╭─ Exercise input
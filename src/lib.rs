//! pocket-ledger - multi-account income, expense and transfer tracking
//!
//! This library records income, expenses and transfers across a fixed set of
//! accounts and derives per-account and combined totals for a billing period
//! running from the 27th of one month to the 26th of the next. An expense is
//! only accepted when the account's derived balance covers it.
//!
//! # Architecture
//!
//! The crate is organized into the following modules:
//!
//! - `config`: Configuration and path management
//! - `error`: Custom error types
//! - `models`: Core data models (accounts, categories, events, periods)
//! - `engine`: Cycle calculation, period filtering, aggregation and balance validation
//! - `storage`: JSON file storage layer
//! - `services`: Business logic layer
//! - `audit`: Audit logging system
//! - `reports`, `display`, `export`: Output for the CLI
//!
//! # Example
//!
//! ```rust,ignore
//! use pocket_ledger::config::{paths::LedgerPaths, settings::Settings};
//!
//! let paths = LedgerPaths::new()?;
//! let settings = Settings::load_or_create(&paths)?;
//! ```

pub mod audit;
pub mod cli;
pub mod config;
pub mod display;
pub mod engine;
pub mod error;
pub mod export;
pub mod models;
pub mod reports;
pub mod services;
pub mod storage;

pub use error::{LedgerError, LedgerResult};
╰─
The answer must be the lines from the one containing "pub mod reports;" to the final line of the data above, copied exactly, both included, with nothing added.

pub mod reports;
pub mod services;
pub mod storage;

pub use error::{LedgerError, LedgerResult};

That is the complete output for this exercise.